Then for some days we saw no more of Blake, and had almost forgotten the incident of the cigarette. Then he turned up at dinner at the club, and asked us if we felt positive that Bartlet had seen him change the cigarettes. Maddison and I both felt sure of it.

"I'm sorry, Blake," said Maddison. "It's quite an easy trick, and if you had only given it a little practice, you'd have been all right. As it was, you were clumsy. If that cigarette forms any part of your scheme for scoring off Bartlet——"

"It certainly does," said Blake.

"Then you'd better chuck it and try something else. Bartlet's a nuisance, but he's not an idiot."

"You think that if I made some excuse and offered him my case open with only one cigarette in it, that same cigarette being placed so as to hide the inscription upon it, Robson Bartlet, Esquire, would have a suspicion that I was tendering him his own cigarette back again under a different name?"

"Suspicion? He'd have a certainty. And he'd only have to look at the name on the rice-paper."

"True. So he would."

"And the laugh would be all against you—your little practical joke would have broken down—he'd be triumphant."

"I'm not quite so sure of that. I'll try, if a good opportunity offers."

Apparently, a good opportunity did offer. After dinner we found Mr. Robson explaining to a group of hardened and experienced golfers what were the weak points of the game, and why he had never thought it worth while to take it up.

Blake went straight up to Bartlet.

"I say, Bartlet, I wish you'd do me a favour. You once tried the Archimedes cigarette and found it rotten."

"I'm afraid I can't go back on that."

"Well, I do think they've improved immensely of late. I wish you'd try one—just a whiff or two of it, at any rate, so as to give me your opinion."
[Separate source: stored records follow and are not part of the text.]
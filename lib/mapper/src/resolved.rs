use chrono::{DateTime, Utc};
use wep_model::{timestamp, Article, UriScheme};

/// An article with every default applied. Shared by all serializations.
pub(crate) struct ResolvedArticle<'article> {
    pub article_uri: String,
    pub author_uri: String,
    pub url: String,
    pub description: &'article str,
    pub word_count: u64,
    pub created_at: DateTime<Utc>,
    pub created: String,
    pub modified: String,
}

impl<'article> ResolvedArticle<'article> {
    pub fn new(article: &'article Article, uris: &UriScheme, now: DateTime<Utc>) -> Self {
        let created_at = article.created_or(now);
        Self {
            article_uri: uris.article(&article.id),
            author_uri: uris.author(&article.author),
            url: article.resolved_url(uris),
            description: article.resolved_description(),
            word_count: article.resolved_word_count(),
            created_at,
            created: timestamp::format(&created_at),
            modified: timestamp::format(&article.modified_or(now)),
        }
    }
}
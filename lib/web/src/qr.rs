use base64::engine::general_purpose::STANDARD;
use base64::Engine;
use qrcode::render::svg;
use qrcode::QrCode;

/// Encodes `url` as a QR code and returns it as an SVG `data:` URL.
pub fn qr_data_url(url: &str) -> anyhow::Result<String> {
    let code = QrCode::new(url.as_bytes())?;
    let image = code
        .render::<svg::Color<'_>>()
        .min_dimensions(200, 200)
        .quiet_zone(true)
        .build();
    Ok(format!("data:image/svg+xml;base64,{}", STANDARD.encode(image)))
}

#[cfg(test)]
mod tests {
    use super::*;

    #[test]
    fn encodes_svg_data_url() {
        let data_url = qr_data_url("http://localhost:3000/articles/abc").unwrap();
        let encoded = data_url.strip_prefix("data:image/svg+xml;base64,").unwrap();
        let svg = String::from_utf8(STANDARD.decode(encoded).unwrap()).unwrap();
        assert!(svg.contains("<svg"));
    }
}
use crate::criteria::{parse_iri, Condition, Criteria, Criterion, Field, Value};
use crate::error::BuildError;
use crate::render::{prologue, string_literal};
use chrono::{DateTime, Utc};
use wep_model::vocab::{ARTICLE_PREFIXES, SCHEMA};
use wep_model::{Language, NamedNode, UriScheme};

pub const DEFAULT_LIST_LIMIT: u32 = 50;
pub const MAX_LIST_LIMIT: u32 = 1000;
pub const SEARCH_LIMIT: u32 = 20;
pub const RECOMMENDATION_LIMIT: u32 = 5;

/// The validated subject IRI of an article.
pub fn article_node(uris: &UriScheme, id: &str) -> Result<NamedNode, BuildError> {
    parse_iri(&uris.article(id))
}

/// Every stored field of one article. Yields at most one solution.
pub fn article_by_id(uris: &UriScheme, id: &str) -> Result<String, BuildError> {
    let subject = article_node(uris, id)?;
    Ok(format!(
        "{}SELECT ?title ?content ?author ?date ?modified ?language ?contentType ?description ?wordCount ?url ?license ?source
WHERE {{
  {subject} a schema:NewsArticle ;
    schema:headline ?title ;
    schema:articleBody ?content ;
    schema:author ?authorUri ;
    schema:datePublished ?date ;
    schema:inLanguage ?language ;
    schema:description ?description ;
    schema:url ?url .
  ?authorUri schema:name ?author .
{languages}  OPTIONAL {{ {subject} schema:wordCount ?wordCount }}
  OPTIONAL {{ {subject} schema:encodingFormat ?contentType }}
  OPTIONAL {{ {subject} dcterms:modified ?modified }}
  OPTIONAL {{ {subject} dcterms:rights ?license }}
  OPTIONAL {{ {subject} dcterms:provenance ?source }}
}}
LIMIT 1
",
        prologue(&ARTICLE_PREFIXES),
        languages = known_languages(),
    ))
}

/// Filters of the article listing.
#[derive(Clone, Debug, Default, PartialEq, Eq)]
pub struct ArticleFilter {
    pub language: Option<Language>,
    /// Case-insensitive substring of the title or the description.
    pub topic: Option<String>,
    pub since: Option<DateTime<Utc>>,
    pub until: Option<DateTime<Utc>>,
    pub limit: Option<u32>,
}

impl ArticleFilter {
    pub fn limit(&self) -> u32 {
        self.limit.unwrap_or(DEFAULT_LIST_LIMIT).min(MAX_LIST_LIMIT)
    }

    fn criteria(&self) -> Criteria {
        let mut criteria = Criteria::new();
        if let Some(language) = self.language {
            criteria.push(Criterion::equals(
                Field::Language,
                Value::text(language.as_str()),
            ));
        }
        if let Some(topic) = self.topic.as_deref().filter(|t| !t.is_empty()) {
            criteria.push(Condition::Any(vec![
                Criterion::contains(Field::Title, topic),
                Criterion::contains(Field::Description, topic),
            ]));
        }
        if let Some(since) = self.since {
            criteria.push(Criterion::after(Field::Date, since));
        }
        if let Some(until) = self.until {
            criteria.push(Criterion::before(Field::Date, until));
        }
        criteria
    }
}

/// Article summaries, newest first.
pub fn list_articles(uris: &UriScheme, filter: &ArticleFilter) -> String {
    summaries(uris, "", "", &filter.criteria(), filter.limit())
}

/// Articles whose title, body or author name contains `term`.
pub fn search_articles(uris: &UriScheme, term: &str, language: Option<Language>) -> String {
    let mut criteria = Criteria::new().with(Condition::Any(vec![
        Criterion::contains(Field::Title, term),
        Criterion::contains(Field::Content, term),
        Criterion::contains(Field::Author, term),
    ]));
    if let Some(language) = language {
        criteria.push(Criterion::equals(
            Field::Language,
            Value::text(language.as_str()),
        ));
    }
    summaries(
        uris,
        "",
        "    schema:articleBody ?content ;\n",
        &criteria,
        SEARCH_LIMIT,
    )
}

/// Other articles sharing a `schema:keywords` or `schema:about` value with the article, newest
/// first.
pub fn article_recommendations(uris: &UriScheme, id: &str) -> Result<String, BuildError> {
    let subject = article_node(uris, id)?;
    let context = format!(
        "  VALUES ?link {{ schema:keywords schema:about }}
  {subject} ?link ?shared .
  ?article ?link ?shared .
  FILTER(?article != {subject})
"
    );
    Ok(summaries(
        uris,
        &context,
        "",
        &Criteria::new(),
        RECOMMENDATION_LIMIT,
    ))
}

/// `context` is matched before the article patterns, `extra_patterns` extends the article's own
/// pattern list.
fn summaries(
    uris: &UriScheme,
    context: &str,
    extra_patterns: &str,
    criteria: &Criteria,
    limit: u32,
) -> String {
    let namespace = string_literal(&uris.article_namespace());
    format!(
        "{}SELECT DISTINCT ?id ?title ?author ?date ?language ?description
WHERE {{
{context}  ?article a schema:NewsArticle ;
    schema:headline ?title ;
{extra_patterns}    schema:author ?authorUri ;
    schema:datePublished ?date ;
    schema:inLanguage ?language ;
    schema:description ?description .
  ?authorUri schema:name ?author .
  FILTER(STRSTARTS(STR(?article), {namespace}))
  BIND(STRAFTER(STR(?article), {namespace}) AS ?id)
{languages}{criteria}}}
ORDER BY DESC(?date)
LIMIT {limit}
",
        prologue(&ARTICLE_PREFIXES),
        languages = known_languages(),
    )
}

/// Every `?property ?value` pair of the article subject.
/// Subjects stored with a language code outside [`Language::ALL`] are not articles.
fn known_languages() -> String {
    let codes = Language::ALL
        .iter()
        .map(|language| string_literal(language.as_str()))
        .collect::<Vec<_>>()
        .join(", ");
    format!("  FILTER(?language IN ({codes}))\n")
}

pub fn article_properties(uris: &UriScheme, id: &str) -> Result<String, BuildError> {
    let subject = article_node(uris, id)?;
    Ok(format!(
        "{}SELECT ?property ?value
WHERE {{
  {subject} ?property ?value .
}}
",
        prologue(&[SCHEMA])
    ))
}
He opened his cigarette case. There was one cigarette in it. The shape and size gave it away. Besides, it was placed by Blake with considerable care, with the inscription downward just before he offered it. Maddison looked at me and shook his head.

"You needn't mind taking the last one," said Blake. "I've a box of them in my pocket."

"Oh, very well," said Bartlet. "If you think my opinion of any value, I don't mind giving it."

He took the cigarette and bent down to take a match from the match-stand on the table. As he did so, he took one quick glance at the name on the cigarette. His position hid him from Maddison and Blake, but I could see him from where I stood. He did it very quickly and neatly, and his eyes lighted up. I felt rather sorry for Blake.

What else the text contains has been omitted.